### Assignment
For this exercise, print all of the data exactly as given.

═══ Material provided

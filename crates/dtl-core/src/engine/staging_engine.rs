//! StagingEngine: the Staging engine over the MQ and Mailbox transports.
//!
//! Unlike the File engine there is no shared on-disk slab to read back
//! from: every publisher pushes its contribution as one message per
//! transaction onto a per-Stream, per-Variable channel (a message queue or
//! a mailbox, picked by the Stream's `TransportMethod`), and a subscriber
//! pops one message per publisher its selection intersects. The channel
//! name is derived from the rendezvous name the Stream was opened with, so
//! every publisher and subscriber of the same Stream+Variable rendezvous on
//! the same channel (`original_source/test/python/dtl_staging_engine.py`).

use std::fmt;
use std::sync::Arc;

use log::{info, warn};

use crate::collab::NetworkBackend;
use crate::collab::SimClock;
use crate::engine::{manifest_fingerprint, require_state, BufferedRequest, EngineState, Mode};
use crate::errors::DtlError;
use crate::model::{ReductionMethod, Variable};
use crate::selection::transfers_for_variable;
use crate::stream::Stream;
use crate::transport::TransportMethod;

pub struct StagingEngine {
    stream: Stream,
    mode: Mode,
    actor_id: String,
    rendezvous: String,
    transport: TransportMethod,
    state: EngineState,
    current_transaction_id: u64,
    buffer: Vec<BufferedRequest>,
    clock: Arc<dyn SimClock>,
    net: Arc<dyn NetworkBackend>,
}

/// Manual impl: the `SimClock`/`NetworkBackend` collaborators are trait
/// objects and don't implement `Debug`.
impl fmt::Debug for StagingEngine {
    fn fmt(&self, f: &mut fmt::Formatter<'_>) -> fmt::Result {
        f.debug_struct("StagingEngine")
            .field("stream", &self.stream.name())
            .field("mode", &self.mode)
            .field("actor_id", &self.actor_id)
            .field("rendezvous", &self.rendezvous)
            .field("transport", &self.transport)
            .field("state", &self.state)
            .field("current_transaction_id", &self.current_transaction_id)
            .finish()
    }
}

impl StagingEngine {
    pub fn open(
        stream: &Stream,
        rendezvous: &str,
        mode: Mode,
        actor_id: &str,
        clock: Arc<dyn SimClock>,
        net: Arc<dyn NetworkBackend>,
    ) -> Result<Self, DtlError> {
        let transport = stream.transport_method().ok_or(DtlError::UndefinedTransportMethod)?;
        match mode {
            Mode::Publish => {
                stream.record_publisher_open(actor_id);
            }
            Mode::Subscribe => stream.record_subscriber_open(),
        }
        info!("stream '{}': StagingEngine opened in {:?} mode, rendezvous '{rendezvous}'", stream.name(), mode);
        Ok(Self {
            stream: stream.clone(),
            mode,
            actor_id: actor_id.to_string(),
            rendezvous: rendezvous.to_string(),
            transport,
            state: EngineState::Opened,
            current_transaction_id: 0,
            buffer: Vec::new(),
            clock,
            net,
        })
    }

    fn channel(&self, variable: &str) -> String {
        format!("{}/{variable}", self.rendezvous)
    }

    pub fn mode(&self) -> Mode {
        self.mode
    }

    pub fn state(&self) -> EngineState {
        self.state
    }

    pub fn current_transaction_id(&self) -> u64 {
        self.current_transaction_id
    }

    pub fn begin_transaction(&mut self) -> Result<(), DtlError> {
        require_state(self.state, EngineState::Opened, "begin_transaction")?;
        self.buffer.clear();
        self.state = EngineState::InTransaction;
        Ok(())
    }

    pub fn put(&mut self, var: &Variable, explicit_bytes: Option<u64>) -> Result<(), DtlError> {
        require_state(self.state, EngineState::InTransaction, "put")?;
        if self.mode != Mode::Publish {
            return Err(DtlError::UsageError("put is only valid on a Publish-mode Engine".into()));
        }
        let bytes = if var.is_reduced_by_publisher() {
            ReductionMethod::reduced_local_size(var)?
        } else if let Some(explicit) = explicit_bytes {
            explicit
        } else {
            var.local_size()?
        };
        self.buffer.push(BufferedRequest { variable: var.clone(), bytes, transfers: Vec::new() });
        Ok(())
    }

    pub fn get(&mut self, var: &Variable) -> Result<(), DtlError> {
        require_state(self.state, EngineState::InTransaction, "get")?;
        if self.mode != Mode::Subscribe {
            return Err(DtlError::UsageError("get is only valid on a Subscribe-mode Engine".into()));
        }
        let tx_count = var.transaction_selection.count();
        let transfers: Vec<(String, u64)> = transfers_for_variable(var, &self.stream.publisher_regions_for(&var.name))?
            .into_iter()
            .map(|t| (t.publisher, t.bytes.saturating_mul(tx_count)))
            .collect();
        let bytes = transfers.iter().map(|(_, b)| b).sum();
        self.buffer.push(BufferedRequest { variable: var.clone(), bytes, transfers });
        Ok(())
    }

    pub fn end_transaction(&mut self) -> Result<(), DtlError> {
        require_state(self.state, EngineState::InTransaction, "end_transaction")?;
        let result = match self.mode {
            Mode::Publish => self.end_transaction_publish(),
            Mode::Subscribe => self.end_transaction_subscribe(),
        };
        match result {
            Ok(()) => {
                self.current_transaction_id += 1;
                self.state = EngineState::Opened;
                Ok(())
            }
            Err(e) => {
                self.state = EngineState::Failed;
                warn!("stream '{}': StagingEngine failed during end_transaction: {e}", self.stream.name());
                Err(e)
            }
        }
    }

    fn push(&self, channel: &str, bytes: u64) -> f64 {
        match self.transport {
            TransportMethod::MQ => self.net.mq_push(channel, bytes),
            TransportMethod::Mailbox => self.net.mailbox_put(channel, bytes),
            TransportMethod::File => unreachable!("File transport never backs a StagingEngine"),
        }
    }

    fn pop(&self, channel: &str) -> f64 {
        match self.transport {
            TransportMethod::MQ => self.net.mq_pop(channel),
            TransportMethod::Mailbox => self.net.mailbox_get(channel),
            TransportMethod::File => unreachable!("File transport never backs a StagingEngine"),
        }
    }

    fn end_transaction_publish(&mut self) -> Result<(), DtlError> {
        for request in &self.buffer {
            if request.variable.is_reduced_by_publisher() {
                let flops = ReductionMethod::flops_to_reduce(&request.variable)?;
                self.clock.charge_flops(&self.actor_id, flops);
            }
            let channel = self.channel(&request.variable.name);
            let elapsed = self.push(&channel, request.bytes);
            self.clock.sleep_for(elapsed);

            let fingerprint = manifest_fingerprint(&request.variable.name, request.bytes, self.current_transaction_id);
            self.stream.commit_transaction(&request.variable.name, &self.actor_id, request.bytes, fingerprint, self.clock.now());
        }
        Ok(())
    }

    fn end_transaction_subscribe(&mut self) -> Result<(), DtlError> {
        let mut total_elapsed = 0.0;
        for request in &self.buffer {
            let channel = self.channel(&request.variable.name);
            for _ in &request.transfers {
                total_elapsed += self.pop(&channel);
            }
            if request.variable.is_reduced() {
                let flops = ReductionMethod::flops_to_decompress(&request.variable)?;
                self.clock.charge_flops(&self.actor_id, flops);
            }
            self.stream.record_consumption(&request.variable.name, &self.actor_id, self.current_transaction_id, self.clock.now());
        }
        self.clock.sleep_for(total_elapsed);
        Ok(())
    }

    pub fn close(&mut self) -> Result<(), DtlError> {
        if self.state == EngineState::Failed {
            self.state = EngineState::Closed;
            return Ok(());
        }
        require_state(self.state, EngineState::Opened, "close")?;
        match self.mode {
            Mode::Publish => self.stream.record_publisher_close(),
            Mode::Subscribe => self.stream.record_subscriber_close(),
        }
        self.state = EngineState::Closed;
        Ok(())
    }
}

══════

### Solution for this problem
filename crates/dtl-core/src/engine/staging_engine.rs
//! StagingEngine: the Staging engine over the MQ and Mailbox transports.
//!
//! Unlike the File engine there is no shared on-disk slab to read back
//! from: every publisher pushes its contribution as one message per
//! transaction onto a per-Stream, per-Variable channel (a message queue or
//! a mailbox, picked by the Stream's `TransportMethod`), and a subscriber
//! pops one message per publisher its selection intersects. The channel
//! name is derived from the rendezvous name the Stream was opened with, so
//! every publisher and subscriber of the same Stream+Variable rendezvous on
//! the same channel (`original_source/test/python/dtl_staging_engine.py`).

use std::fmt;
use std::sync::Arc;

use log::{info, warn};

use crate::collab::NetworkBackend;
use crate::collab::SimClock;
use crate::engine::{manifest_fingerprint, require_state, BufferedRequest, EngineState, Mode};
use crate::errors::DtlError;
use crate::model::{ReductionMethod, Variable};
use crate::selection::transfers_for_variable;
use crate::stream::Stream;
use crate::transport::TransportMethod;

pub struct StagingEngine {
    stream: Stream,
    mode: Mode,
    actor_id: String,
    rendezvous: String,
    transport: TransportMethod,
    state: EngineState,
    current_transaction_id: u64,
    buffer: Vec<BufferedRequest>,
    clock: Arc<dyn SimClock>,
    net: Arc<dyn NetworkBackend>,
}

/// Manual impl: the `SimClock`/`NetworkBackend` collaborators are trait
/// objects and don't implement `Debug`.
impl fmt::Debug for StagingEngine {
    fn fmt(&self, f: &mut fmt::Formatter<'_>) -> fmt::Result {
        f.debug_struct("StagingEngine")
            .field("stream", &self.stream.name())
            .field("mode", &self.mode)
            .field("actor_id", &self.actor_id)
            .field("rendezvous", &self.rendezvous)
            .field("transport", &self.transport)
            .field("state", &self.state)
            .field("current_transaction_id", &self.current_transaction_id)
            .finish()
    }
}

impl StagingEngine {
    pub fn open(
        stream: &Stream,
        rendezvous: &str,
        mode: Mode,
        actor_id: &str,
        clock: Arc<dyn SimClock>,
        net: Arc<dyn NetworkBackend>,
    ) -> Result<Self, DtlError> {
        let transport = stream.transport_method().ok_or(DtlError::UndefinedTransportMethod)?;
        match mode {
            Mode::Publish => {
                stream.record_publisher_open(actor_id);
            }
            Mode::Subscribe => stream.record_subscriber_open(),
        }
        info!("stream '{}': StagingEngine opened in {:?} mode, rendezvous '{rendezvous}'", stream.name(), mode);
        Ok(Self {
            stream: stream.clone(),
            mode,
            actor_id: actor_id.to_string(),
            rendezvous: rendezvous.to_string(),
            transport,
            state: EngineState::Opened,
            current_transaction_id: 0,
            buffer: Vec::new(),
            clock,
            net,
        })
    }

    fn channel(&self, variable: &str) -> String {
        format!("{}/{variable}", self.rendezvous)
    }

    pub fn mode(&self) -> Mode {
        self.mode
    }

    pub fn state(&self) -> EngineState {
        self.state
    }

    pub fn current_transaction_id(&self) -> u64 {
        self.current_transaction_id
    }

    pub fn begin_transaction(&mut self) -> Result<(), DtlError> {
        require_state(self.state, EngineState::Opened, "begin_transaction")?;
        self.buffer.clear();
        self.state = EngineState::InTransaction;
        Ok(())
    }

    pub fn put(&mut self, var: &Variable, explicit_bytes: Option<u64>) -> Result<(), DtlError> {
        require_state(self.state, EngineState::InTransaction, "put")?;
        if self.mode != Mode::Publish {
            return Err(DtlError::UsageError("put is only valid on a Publish-mode Engine".into()));
        }
        let bytes = if var.is_reduced_by_publisher() {
            ReductionMethod::reduced_local_size(var)?
        } else if let Some(explicit) = explicit_bytes {
            explicit
        } else {
            var.local_size()?
        };
        self.buffer.push(BufferedRequest { variable: var.clone(), bytes, transfers: Vec::new() });
        Ok(())
    }

    pub fn get(&mut self, var: &Variable) -> Result<(), DtlError> {
        require_state(self.state, EngineState::InTransaction, "get")?;
        if self.mode != Mode::Subscribe {
            return Err(DtlError::UsageError("get is only valid on a Subscribe-mode Engine".into()));
        }
        let tx_count = var.transaction_selection.count();
        let transfers: Vec<(String, u64)> = transfers_for_variable(var, &self.stream.publisher_regions_for(&var.name))?
            .into_iter()
            .map(|t| (t.publisher, t.bytes.saturating_mul(tx_count)))
            .collect();
        let bytes = transfers.iter().map(|(_, b)| b).sum();
        self.buffer.push(BufferedRequest { variable: var.clone(), bytes, transfers });
        Ok(())
    }

    pub fn end_transaction(&mut self) -> Result<(), DtlError> {
        require_state(self.state, EngineState::InTransaction, "end_transaction")?;
        let result = match self.mode {
            Mode::Publish => self.end_transaction_publish(),
            Mode::Subscribe => self.end_transaction_subscribe(),
        };
        match result {
            Ok(()) => {
                self.current_transaction_id += 1;
                self.state = EngineState::Opened;
                Ok(())
            }
            Err(e) => {
                self.state = EngineState::Failed;
                warn!("stream '{}': StagingEngine failed during end_transaction: {e}", self.stream.name());
                Err(e)
            }
        }
    }

    fn push(&self, channel: &str, bytes: u64) -> f64 {
        match self.transport {
            TransportMethod::MQ => self.net.mq_push(channel, bytes),
            TransportMethod::Mailbox => self.net.mailbox_put(channel, bytes),
            TransportMethod::File => unreachable!("File transport never backs a StagingEngine"),
        }
    }

    fn pop(&self, channel: &str) -> f64 {
        match self.transport {
            TransportMethod::MQ => self.net.mq_pop(channel),
            TransportMethod::Mailbox => self.net.mailbox_get(channel),
            TransportMethod::File => unreachable!("File transport never backs a StagingEngine"),
        }
    }

    fn end_transaction_publish(&mut self) -> Result<(), DtlError> {
        for request in &self.buffer {
            if request.variable.is_reduced_by_publisher() {
                let flops = ReductionMethod::flops_to_reduce(&request.variable)?;
                self.clock.charge_flops(&self.actor_id, flops);
            }
            let channel = self.channel(&request.variable.name);
            let elapsed = self.push(&channel, request.bytes);
            self.clock.sleep_for(elapsed);

            let fingerprint = manifest_fingerprint(&request.variable.name, request.bytes, self.current_transaction_id);
            self.stream.commit_transaction(&request.variable.name, &self.actor_id, request.bytes, fingerprint, self.clock.now());
        }
        Ok(())
    }

    fn end_transaction_subscribe(&mut self) -> Result<(), DtlError> {
        let mut total_elapsed = 0.0;
        for request in &self.buffer {
            let channel = self.channel(&request.variable.name);
            for _ in &request.transfers {
                total_elapsed += self.pop(&channel);
            }
            if request.variable.is_reduced() {
                let flops = ReductionMethod::flops_to_decompress(&request.variable)?;
                self.clock.charge_flops(&self.actor_id, flops);
            }
            self.stream.record_consumption(&request.variable.name, &self.actor_id, self.current_transaction_id, self.clock.now());
        }
        self.clock.sleep_for(total_elapsed);
        Ok(())
    }

    pub fn close(&mut self) -> Result<(), DtlError> {
        if self.state == EngineState::Failed {
            self.state = EngineState::Closed;
            return Ok(());
        }
        require_state(self.state, EngineState::Opened, "close")?;
        match self.mode {
            Mode::Publish => self.stream.record_publisher_close(),
            Mode::Subscribe => self.stream.record_subscriber_close(),
        }
        self.state = EngineState::Closed;
        Ok(())
    }
}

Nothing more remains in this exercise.